Let’s face it, customer relationship management applications can be confusing.  There are lists of lead, accounts, contacts, opportunities and – in some cases – other things like products, quotes and orders.  Not to mention generating reports, viewing dashboards and perhaps dozens of various functions.  It can be overwhelming.  With all of these things you can do, we are frequently asked, “where do I begin and how do I start each day with my CRM application?”

The answer is simple … but how you arrive at the simple solution takes some discipline.

CRM Activity Management

Start (and finish) every day in CRM by reviewing and managing your activities.  But that will only work if you are doing a good job at being activity centric.
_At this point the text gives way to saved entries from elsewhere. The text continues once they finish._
//! Disclosure sessions.
//!
//! Revealing an encrypted term is a fresh authorization act every time:
//!
//! 1. Build the canonical authorization message for this session
//! 2. Obtain a signature over it from the connected signer
//! 3. Only after the signature succeeds, decrypt the value
//!
//! If the signature is refused or fails, the cipher is never consulted. The
//! revealed plaintext is transient view state: [`DisclosureSession::hide`]
//! discards it without touching the signer or the ledger, and revealing
//! again requires a new signature.

use std::sync::Arc;

use tracing::{debug, info};

use covenant_core::{DisclosureRequest, EncryptedValue, TermCipher};

use crate::error::ClientError;
use crate::signer::MessageSigner;

/// One signature-gated decryption session.
pub struct DisclosureSession<S> {
    signer: Arc<S>,
    cipher: Arc<dyn TermCipher>,
    request: DisclosureRequest,
    revealed: Option<f64>,
}

impl<S: MessageSigner> DisclosureSession<S> {
    /// Bind a session to its authorization parameters.
    pub fn new(signer: Arc<S>, cipher: Arc<dyn TermCipher>, request: DisclosureRequest) -> Self {
        Self {
            signer,
            cipher,
            request,
            revealed: None,
        }
    }

    /// The authorization parameters this session signs over.
    pub fn request(&self) -> &DisclosureRequest {
        &self.request
    }

    /// The currently revealed value, if any.
    pub fn revealed(&self) -> Option<f64> {
        self.revealed
    }

    /// Sign the authorization message, then decrypt.
    ///
    /// Refusal or signer failure aborts before any decryption and surfaces
    /// as [`ClientError::AuthorizationDenied`].
    pub async fn reveal(&mut self, value: &EncryptedValue) -> Result<f64, ClientError> {
        let message = self.request.message();
        debug!(
            chain_id = self.request.chain_id,
            duration_days = self.request.duration_days,
            "Requesting disclosure authorization"
        );

        self.signer.sign_message(&message).await?;

        let plain = self.cipher.decrypt(value.as_str())?;
        self.revealed = Some(plain);
        info!("Disclosure authorized");
        Ok(plain)
    }

    /// Discard the revealed value. No signing, no ledger interaction.
    pub fn hide(&mut self) {
        self.revealed = None;
    }
}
So let’s talk for a moment about what activities are (not quite as obvious as it may seem) and how to become activity centric.

Activities are the “glue” that hold everything in CRM together.  They are the scheduled meetings, tasks or calls that you need to remember to do.  In most CRM systems, activities can link to leads, accounts, contacts, opportunities – or just about anything else that you need to remind yourself to do something with.

2 Steps for Activity-Centric CRM

Becoming activity centric with your CRM solution means two things:

(1) Whenever you create a new record, decide if there is ever something you need to remember to do to follow-up with it.  If so, schedule a follow-up activity.  A few examples:

  • You meet someone at a trade show and enter them into CRM as a lead.  You know that they aren’t likely to be in the market for your products for a few years.  So you schedule a follow-up phone call with the person in 18 months.
  • You create an opportunity for an existing client that has asked for a proposal.  You create an internal meeting in two days with your boss to kick off the proposal writing process.
  • You meet a new person at a client meeting, so you add them to CRM as a contact.  There is no foreseeable reason to plan a follow-up with them, so you don’t create an activity.  But you want them in CRM so that you can reach out to them if there is a need and so that your marketing department can contact them with occasional communications.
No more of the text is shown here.